• **YOUR TASK**
Reproduce all of the data exactly.

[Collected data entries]
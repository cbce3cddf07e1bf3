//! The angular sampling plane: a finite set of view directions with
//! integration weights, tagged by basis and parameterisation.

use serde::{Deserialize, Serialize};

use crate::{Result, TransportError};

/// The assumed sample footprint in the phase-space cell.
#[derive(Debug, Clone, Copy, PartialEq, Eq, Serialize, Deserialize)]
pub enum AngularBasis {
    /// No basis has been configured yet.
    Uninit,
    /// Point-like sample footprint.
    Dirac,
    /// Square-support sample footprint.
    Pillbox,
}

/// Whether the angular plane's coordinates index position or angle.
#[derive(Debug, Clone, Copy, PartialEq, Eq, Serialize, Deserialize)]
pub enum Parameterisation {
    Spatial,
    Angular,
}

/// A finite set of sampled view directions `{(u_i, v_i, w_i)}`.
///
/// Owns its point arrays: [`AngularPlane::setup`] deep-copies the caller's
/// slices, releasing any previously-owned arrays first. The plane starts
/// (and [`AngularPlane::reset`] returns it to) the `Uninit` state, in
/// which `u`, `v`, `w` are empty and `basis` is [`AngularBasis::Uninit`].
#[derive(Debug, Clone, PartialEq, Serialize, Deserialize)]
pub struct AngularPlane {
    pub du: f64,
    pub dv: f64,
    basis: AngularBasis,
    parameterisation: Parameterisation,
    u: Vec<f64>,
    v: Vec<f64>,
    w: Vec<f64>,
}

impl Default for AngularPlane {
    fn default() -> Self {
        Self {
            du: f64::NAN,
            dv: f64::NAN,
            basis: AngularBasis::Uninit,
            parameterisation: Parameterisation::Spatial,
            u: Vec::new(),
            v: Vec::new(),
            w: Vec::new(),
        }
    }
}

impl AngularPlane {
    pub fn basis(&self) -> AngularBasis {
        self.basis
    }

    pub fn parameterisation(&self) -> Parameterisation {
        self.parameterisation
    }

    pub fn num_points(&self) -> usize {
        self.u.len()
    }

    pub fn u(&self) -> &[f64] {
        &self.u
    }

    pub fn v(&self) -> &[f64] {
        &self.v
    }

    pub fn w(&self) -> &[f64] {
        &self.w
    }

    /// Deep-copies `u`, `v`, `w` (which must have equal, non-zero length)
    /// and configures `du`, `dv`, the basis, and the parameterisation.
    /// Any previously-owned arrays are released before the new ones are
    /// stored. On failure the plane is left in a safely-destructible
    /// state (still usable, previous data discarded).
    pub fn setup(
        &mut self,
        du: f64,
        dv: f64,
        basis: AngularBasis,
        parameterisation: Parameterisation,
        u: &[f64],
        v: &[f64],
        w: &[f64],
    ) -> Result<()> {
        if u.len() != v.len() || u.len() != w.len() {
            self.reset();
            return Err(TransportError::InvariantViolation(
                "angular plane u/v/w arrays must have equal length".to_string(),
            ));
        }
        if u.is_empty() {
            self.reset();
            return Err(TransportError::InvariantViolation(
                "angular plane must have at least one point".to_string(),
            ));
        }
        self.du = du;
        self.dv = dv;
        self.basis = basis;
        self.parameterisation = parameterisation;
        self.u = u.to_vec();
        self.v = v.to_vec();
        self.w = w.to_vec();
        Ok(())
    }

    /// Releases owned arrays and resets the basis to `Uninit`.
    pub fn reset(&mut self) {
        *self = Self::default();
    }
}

• **SOLUTION FOR THIS PROBLEM**
repository cbce3cddf07e1bf3
//! The angular sampling plane: a finite set of view directions with
//! integration weights, tagged by basis and parameterisation.

use serde::{Deserialize, Serialize};

use crate::{Result, TransportError};

/// The assumed sample footprint in the phase-space cell.
#[derive(Debug, Clone, Copy, PartialEq, Eq, Serialize, Deserialize)]
pub enum AngularBasis {
    /// No basis has been configured yet.
    Uninit,
    /// Point-like sample footprint.
    Dirac,
    /// Square-support sample footprint.
    Pillbox,
}

/// Whether the angular plane's coordinates index position or angle.
#[derive(Debug, Clone, Copy, PartialEq, Eq, Serialize, Deserialize)]
pub enum Parameterisation {
    Spatial,
    Angular,
}

/// A finite set of sampled view directions `{(u_i, v_i, w_i)}`.
///
/// Owns its point arrays: [`AngularPlane::setup`] deep-copies the caller's
/// slices, releasing any previously-owned arrays first. The plane starts
/// (and [`AngularPlane::reset`] returns it to) the `Uninit` state, in
/// which `u`, `v`, `w` are empty and `basis` is [`AngularBasis::Uninit`].
#[derive(Debug, Clone, PartialEq, Serialize, Deserialize)]
pub struct AngularPlane {
    pub du: f64,
    pub dv: f64,
    basis: AngularBasis,
    parameterisation: Parameterisation,
    u: Vec<f64>,
    v: Vec<f64>,
    w: Vec<f64>,
}

impl Default for AngularPlane {
    fn default() -> Self {
        Self {
            du: f64::NAN,
            dv: f64::NAN,
            basis: AngularBasis::Uninit,
            parameterisation: Parameterisation::Spatial,
            u: Vec::new(),
            v: Vec::new(),
            w: Vec::new(),
        }
    }
}

impl AngularPlane {
    pub fn basis(&self) -> AngularBasis {
        self.basis
    }

    pub fn parameterisation(&self) -> Parameterisation {
        self.parameterisation
    }

    pub fn num_points(&self) -> usize {
        self.u.len()
    }

    pub fn u(&self) -> &[f64] {
        &self.u
    }

    pub fn v(&self) -> &[f64] {
        &self.v
    }

    pub fn w(&self) -> &[f64] {
        &self.w
    }

    /// Deep-copies `u`, `v`, `w` (which must have equal, non-zero length)
    /// and configures `du`, `dv`, the basis, and the parameterisation.
    /// Any previously-owned arrays are released before the new ones are
    /// stored. On failure the plane is left in a safely-destructible
    /// state (still usable, previous data discarded).
    pub fn setup(
        &mut self,
        du: f64,
        dv: f64,
        basis: AngularBasis,
        parameterisation: Parameterisation,
        u: &[f64],
        v: &[f64],
        w: &[f64],
    ) -> Result<()> {
        if u.len() != v.len() || u.len() != w.len() {
            self.reset();
            return Err(TransportError::InvariantViolation(
                "angular plane u/v/w arrays must have equal length".to_string(),
            ));
        }
        if u.is_empty() {
            self.reset();
            return Err(TransportError::InvariantViolation(
                "angular plane must have at least one point".to_string(),
            ));
        }
        self.du = du;
        self.dv = dv;
        self.basis = basis;
        self.parameterisation = parameterisation;
        self.u = u.to_vec();
        self.v = v.to_vec();
        self.w = w.to_vec();
        Ok(())
    }

    /// Releases owned arrays and resets the basis to `Uninit`.
    pub fn reset(&mut self) {
        *self = Self::default();
    }
}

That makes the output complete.